After Brathwaite changed his name to Odimumba Kwamdela and went into self-imposed exile in Brooklyn, Brand was one of a number of editors, including Ghana-born journalist Sam Donkoh, future Share publisher Arnold Auguste, and the Guyanese-Canadian polymath Arnold Itwaru, who manned the helm of Spear through to the 1980s. With the changes, the journal’s quality improved and Spear‘s pages came to embody something of the cultural paradoxes of Black Canadian middle-class being. Thus, celebratory wedding notices were paired with Femi Ojo-Ade’s dense, theory-driven treatise “The Throes of Black Alienation.” Advertisements for living room sets combined with a three-part interview on white supremacy and capitalism with Roosevelt (Rosie) Douglas. Douglas, the late Prime Minister of Dominica, was at the time sitting in a Canadian jail waiting trial for an arson charge associated with student protests at Sir George Williams college in Montreal. Sometimes the juxtapositions were sublime. Spear occasionally found a sort of harmonic convergence of the parallel galaxies of Black political and aesthetic radicalism. In one issue, a profile of Jamaican diva Grace Jones ran next to an interview with Trini Trotskyite CLR James.

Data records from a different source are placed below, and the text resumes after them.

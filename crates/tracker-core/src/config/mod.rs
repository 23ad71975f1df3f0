//! Sync configuration.
//!
//! `SyncOptions` live in the key-value store next to the data they govern,
//! under the `options` key, so every client opening the same database sees
//! the same endpoint and autosync interval.

use std::time::Duration;

use serde::{Deserialize, Serialize};
use serde_json::Value;

use crate::db::{KeyValueStore, OPTIONS_KEY};
use crate::error::{Error, Result};
use crate::util::{is_http_url, normalize_text_option};

/// Autosync interval used when none is configured
pub const DEFAULT_AUTOSYNC_MINS: u64 = 10;
/// Autosync never runs more often than this
pub const MIN_AUTOSYNC_MINS: u64 = 5;
/// Autosync never waits longer than a week
pub const MAX_AUTOSYNC_MINS: u64 = 7 * 24 * 60;
/// Per-request HTTP timeout used when none is configured
pub const DEFAULT_REQUEST_TIMEOUT_SECS: u64 = 30;

/// Remote sync settings.
#[derive(Debug, Clone, Serialize, Deserialize, PartialEq, Eq)]
pub struct SyncOptions {
    /// Base URL of the spreadsheet web app; sync is off while unset
    #[serde(default)]
    pub apps_script_url: Option<String>,
    #[serde(default = "default_autosync_mins")]
    pub autosync_mins: u64,
    #[serde(default = "default_request_timeout_secs")]
    pub request_timeout_secs: u64,
}

const fn default_autosync_mins() -> u64 {
    DEFAULT_AUTOSYNC_MINS
}

const fn default_request_timeout_secs() -> u64 {
    DEFAULT_REQUEST_TIMEOUT_SECS
}

impl Default for SyncOptions {
    fn default() -> Self {
        Self {
            apps_script_url: None,
            autosync_mins: DEFAULT_AUTOSYNC_MINS,
            request_timeout_secs: DEFAULT_REQUEST_TIMEOUT_SECS,
        }
    }
}

impl SyncOptions {
    /// Normalized remote endpoint, if one is configured
    pub fn endpoint(&self) -> Option<String> {
        normalize_text_option(self.apps_script_url.clone())
            .map(|url| url.trim_end_matches('/').to_string())
    }

    /// Whether a remote endpoint is configured
    pub fn is_configured(&self) -> bool {
        self.endpoint().is_some()
    }

    /// Set or clear the endpoint, validating its scheme
    pub fn set_endpoint(&mut self, raw: Option<String>) -> Result<()> {
        self.apps_script_url = match normalize_text_option(raw) {
            Some(url) => Some(normalize_endpoint(&url)?),
            None => None,
        };
        Ok(())
    }

    /// Autosync period with the minimum enforced
    pub fn autosync_interval(&self) -> Duration {
        autosync_interval(self.autosync_mins)
    }

    pub fn request_timeout(&self) -> Duration {
        Duration::from_secs(if self.request_timeout_secs == 0 {
            DEFAULT_REQUEST_TIMEOUT_SECS
        } else {
            self.request_timeout_secs
        })
    }

    /// Load options, falling back to defaults when none are stored
    pub async fn load<S: KeyValueStore>(kv: &S) -> Result<Self> {
        match kv.get(OPTIONS_KEY).await? {
            None | Some(Value::Null) => Ok(Self::default()),
            Some(value) => Ok(serde_json::from_value(value)?),
        }
    }

    /// Persist options
    pub async fn save<S: KeyValueStore>(&self, kv: &S) -> Result<()> {
        let mut normalized = self.clone();
        normalized.apps_script_url = self.endpoint();
        kv.set(OPTIONS_KEY, serde_json::to_value(&normalized)?).await
    }
}

/// Convert a configured minute count into the autosync period.
///
/// Zero means "use the default"; anything outside
/// `MIN_AUTOSYNC_MINS..=MAX_AUTOSYNC_MINS` is clamped into it.
pub fn autosync_interval(minutes: u64) -> Duration {
    let minutes = if minutes == 0 {
        DEFAULT_AUTOSYNC_MINS
    } else {
        minutes.clamp(MIN_AUTOSYNC_MINS, MAX_AUTOSYNC_MINS)
    };
    Duration::from_secs(minutes * 60)
}

fn normalize_endpoint(raw: &str) -> Result<String> {
    let url = raw.trim();
    if is_http_url(url) {
        Ok(url.trim_end_matches('/').to_string())
    } else {
        Err(Error::InvalidInput(
            "Apps Script URL must include http:// or https://".to_string(),
        ))
    }
}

The moment wasn’t sustained. By the early 1980s, whatever radical edge Spear maintained was dulled. The advertising from local business was dwarfed first, by announcements from the Canadian government’s multicultural programs, and then by full-page spreads (replete with Black consumers) from Air Canada and Molson’s, the Canadian brewing conglomerate. The Black World dispatches disappeared (as did the Miss Spear centerfolds), replaced by recipes for Christmas cocktails and pensèes on proper table-settings. For the final few issues before it suspended publication in 1987, what was once Spear: Canada’s Truth And Soul was re-tagged as Spear: Canada’s Black Family Magazine. Brathwaite’s initial vision, and the RCMP’s early impression, appeared fulfilled.